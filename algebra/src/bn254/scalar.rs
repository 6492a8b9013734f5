use crate::prelude::*;
use ark_bn254::Fr;
use ark_ff::{BigInteger, Field, FftField, PrimeField};
use num_bigint::BigUint;

/// An element of the BN254 scalar field `Fr`.
#[derive(Copy, Clone, Default, PartialEq, Eq, PartialOrd, Ord, Hash, Debug)]
pub struct BN254Scalar(pub(crate) Fr);

impl Zeroize for BN254Scalar {
    fn zeroize(&mut self) {
        self.0 = Fr::from(0u64);
    }
}

macro_rules! ref_binop {
    ($tr:ident, $method:ident, $op:tt) => {
        impl<'a> $tr<&'a BN254Scalar> for BN254Scalar {
            type Output = BN254Scalar;

            #[inline]
            fn $method(self, rhs: &'a BN254Scalar) -> BN254Scalar {
                BN254Scalar(self.0 $op rhs.0)
            }
        }
    };
}

macro_rules! assign_op {
    ($tr:ident, $method:ident, $op:tt) => {
        impl<'a> $tr<&'a BN254Scalar> for BN254Scalar {
            #[inline]
            fn $method(&mut self, rhs: &'a BN254Scalar) {
                self.0 $op rhs.0;
            }
        }
    };
}

ref_binop!(Add, add, +);
ref_binop!(Sub, sub, -);
ref_binop!(Mul, mul, *);
assign_op!(AddAssign, add_assign, +=);
assign_op!(SubAssign, sub_assign, -=);
assign_op!(MulAssign, mul_assign, *=);

impl Add for BN254Scalar {
    type Output = BN254Scalar;

    #[inline]
    fn add(self, rhs: BN254Scalar) -> BN254Scalar {
        BN254Scalar(self.0 + rhs.0)
    }
}

impl Mul for BN254Scalar {
    type Output = BN254Scalar;

    #[inline]
    fn mul(self, rhs: BN254Scalar) -> BN254Scalar {
        BN254Scalar(self.0 * rhs.0)
    }
}

impl Neg for BN254Scalar {
    type Output = BN254Scalar;

    #[inline]
    fn neg(self) -> BN254Scalar {
        BN254Scalar(-self.0)
    }
}

impl Sum for BN254Scalar {
    fn sum<I: Iterator<Item = Self>>(iter: I) -> Self {
        BN254Scalar(iter.map(|v| v.0).sum())
    }
}

impl<'a> Sum<&'a BN254Scalar> for BN254Scalar {
    fn sum<I: Iterator<Item = &'a BN254Scalar>>(iter: I) -> Self {
        BN254Scalar(iter.map(|v| v.0).sum())
    }
}

impl Zero for BN254Scalar {
    #[inline]
    fn zero() -> Self {
        BN254Scalar(Fr::from(0u64))
    }

    #[inline]
    fn is_zero(&self) -> bool {
        self.0 == Fr::from(0u64)
    }
}

impl One for BN254Scalar {
    #[inline]
    fn one() -> Self {
        BN254Scalar(Fr::from(1u64))
    }
}

impl From<u32> for BN254Scalar {
    fn from(v: u32) -> Self {
        BN254Scalar(Fr::from(v))
    }
}

impl From<u64> for BN254Scalar {
    fn from(v: u64) -> Self {
        BN254Scalar(Fr::from(v))
    }
}

/// Reduces modulo `p`.
impl<'a> From<&'a BigUint> for BN254Scalar {
    fn from(v: &'a BigUint) -> Self {
        BN254Scalar(Fr::from_le_bytes_mod_order(&v.to_bytes_le()))
    }
}

impl From<BN254Scalar> for BigUint {
    fn from(v: BN254Scalar) -> Self {
        v.0.into_bigint().into()
    }
}

impl Scalar for BN254Scalar {
    const BYTES: usize = 32;

    fn random<R: CryptoRng + RngCore>(rng: &mut R) -> Self {
        BN254Scalar(Fr::rand(rng))
    }

    fn multiplicative_generator() -> Self {
        BN254Scalar(Fr::GENERATOR)
    }

    fn modulus() -> BigUint {
        Fr::MODULUS.into()
    }

    fn half_modulus() -> BigUint {
        Fr::MODULUS_MINUS_ONE_DIV_TWO.into()
    }

    fn to_bytes(&self) -> Vec<u8> {
        self.0.into_bigint().to_bytes_le()
    }

    fn from_bytes(bytes: &[u8]) -> Result<Self> {
        if bytes.len() != Self::BYTES {
            return Err(AlgebraError::DeserializationError);
        }
        let value = BigUint::from_bytes_le(bytes);
        if value >= Self::modulus() {
            return Err(AlgebraError::NonCanonicalScalar);
        }
        Ok(Self::from(&value))
    }

    /// Inverts as `self^(r-2)`: the square-and-multiply sequence depends
    /// only on the public modulus, not on `self`. Only zero is rejected
    /// early.
    fn inv(&self) -> Result<Self> {
        if self.0.is_zero() {
            return Err(AlgebraError::ArithmeticError);
        }
        let mut exponent = Fr::MODULUS;
        let _ = exponent.sub_with_borrow(&2u64.into());
        Ok(BN254Scalar(self.0.pow(exponent)))
    }

    fn pow(&self, exponent: &[u64]) -> Self {
        BN254Scalar(self.0.pow(exponent))
    }
}

impl FftScalar for BN254Scalar {
    type Repr = Fr;

    #[inline]
    fn to_ark(&self) -> Fr {
        self.0
    }

    #[inline]
    fn from_ark(value: Fr) -> Self {
        BN254Scalar(value)
    }
}

impl BN254Scalar {
    /// The two-adicity of `p - 1`: radix-2 domains hold at most `2^28` points.
    pub const TWO_ADICITY: u32 = <Fr as FftField>::TWO_ADICITY;
}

##########

Write out every line of the data again, exactly as it reads.

- Problem solution
filename algebra/src/bn254/scalar.rs
repository 6492a8b9013734f5
use crate::prelude::*;
use ark_bn254::Fr;
use ark_ff::{BigInteger, Field, FftField, PrimeField};
use num_bigint::BigUint;

/// An element of the BN254 scalar field `Fr`.
#[derive(Copy, Clone, Default, PartialEq, Eq, PartialOrd, Ord, Hash, Debug)]
pub struct BN254Scalar(pub(crate) Fr);

impl Zeroize for BN254Scalar {
    fn zeroize(&mut self) {
        self.0 = Fr::from(0u64);
    }
}

macro_rules! ref_binop {
    ($tr:ident, $method:ident, $op:tt) => {
        impl<'a> $tr<&'a BN254Scalar> for BN254Scalar {
            type Output = BN254Scalar;

            #[inline]
            fn $method(self, rhs: &'a BN254Scalar) -> BN254Scalar {
                BN254Scalar(self.0 $op rhs.0)
            }
        }
    };
}

macro_rules! assign_op {
    ($tr:ident, $method:ident, $op:tt) => {
        impl<'a> $tr<&'a BN254Scalar> for BN254Scalar {
            #[inline]
            fn $method(&mut self, rhs: &'a BN254Scalar) {
                self.0 $op rhs.0;
            }
        }
    };
}

ref_binop!(Add, add, +);
ref_binop!(Sub, sub, -);
ref_binop!(Mul, mul, *);
assign_op!(AddAssign, add_assign, +=);
assign_op!(SubAssign, sub_assign, -=);
assign_op!(MulAssign, mul_assign, *=);

impl Add for BN254Scalar {
    type Output = BN254Scalar;

    #[inline]
    fn add(self, rhs: BN254Scalar) -> BN254Scalar {
        BN254Scalar(self.0 + rhs.0)
    }
}

impl Mul for BN254Scalar {
    type Output = BN254Scalar;

    #[inline]
    fn mul(self, rhs: BN254Scalar) -> BN254Scalar {
        BN254Scalar(self.0 * rhs.0)
    }
}

impl Neg for BN254Scalar {
    type Output = BN254Scalar;

    #[inline]
    fn neg(self) -> BN254Scalar {
        BN254Scalar(-self.0)
    }
}

impl Sum for BN254Scalar {
    fn sum<I: Iterator<Item = Self>>(iter: I) -> Self {
        BN254Scalar(iter.map(|v| v.0).sum())
    }
}

impl<'a> Sum<&'a BN254Scalar> for BN254Scalar {
    fn sum<I: Iterator<Item = &'a BN254Scalar>>(iter: I) -> Self {
        BN254Scalar(iter.map(|v| v.0).sum())
    }
}

impl Zero for BN254Scalar {
    #[inline]
    fn zero() -> Self {
        BN254Scalar(Fr::from(0u64))
    }

    #[inline]
    fn is_zero(&self) -> bool {
        self.0 == Fr::from(0u64)
    }
}

impl One for BN254Scalar {
    #[inline]
    fn one() -> Self {
        BN254Scalar(Fr::from(1u64))
    }
}

impl From<u32> for BN254Scalar {
    fn from(v: u32) -> Self {
        BN254Scalar(Fr::from(v))
    }
}

impl From<u64> for BN254Scalar {
    fn from(v: u64) -> Self {
        BN254Scalar(Fr::from(v))
    }
}

/// Reduces modulo `p`.
impl<'a> From<&'a BigUint> for BN254Scalar {
    fn from(v: &'a BigUint) -> Self {
        BN254Scalar(Fr::from_le_bytes_mod_order(&v.to_bytes_le()))
    }
}

impl From<BN254Scalar> for BigUint {
    fn from(v: BN254Scalar) -> Self {
        v.0.into_bigint().into()
    }
}

impl Scalar for BN254Scalar {
    const BYTES: usize = 32;

    fn random<R: CryptoRng + RngCore>(rng: &mut R) -> Self {
        BN254Scalar(Fr::rand(rng))
    }

    fn multiplicative_generator() -> Self {
        BN254Scalar(Fr::GENERATOR)
    }

    fn modulus() -> BigUint {
        Fr::MODULUS.into()
    }

    fn half_modulus() -> BigUint {
        Fr::MODULUS_MINUS_ONE_DIV_TWO.into()
    }

    fn to_bytes(&self) -> Vec<u8> {
        self.0.into_bigint().to_bytes_le()
    }

    fn from_bytes(bytes: &[u8]) -> Result<Self> {
        if bytes.len() != Self::BYTES {
            return Err(AlgebraError::DeserializationError);
        }
        let value = BigUint::from_bytes_le(bytes);
        if value >= Self::modulus() {
            return Err(AlgebraError::NonCanonicalScalar);
        }
        Ok(Self::from(&value))
    }

    /// Inverts as `self^(r-2)`: the square-and-multiply sequence depends
    /// only on the public modulus, not on `self`. Only zero is rejected
    /// early.
    fn inv(&self) -> Result<Self> {
        if self.0.is_zero() {
            return Err(AlgebraError::ArithmeticError);
        }
        let mut exponent = Fr::MODULUS;
        let _ = exponent.sub_with_borrow(&2u64.into());
        Ok(BN254Scalar(self.0.pow(exponent)))
    }

    fn pow(&self, exponent: &[u64]) -> Self {
        BN254Scalar(self.0.pow(exponent))
    }
}

impl FftScalar for BN254Scalar {
    type Repr = Fr;

    #[inline]
    fn to_ark(&self) -> Fr {
        self.0
    }

    #[inline]
    fn from_ark(value: Fr) -> Self {
        BN254Scalar(value)
    }
}

impl BN254Scalar {
    /// The two-adicity of `p - 1`: radix-2 domains hold at most `2^28` points.
    pub const TWO_ADICITY: u32 = <Fr as FftField>::TWO_ADICITY;
}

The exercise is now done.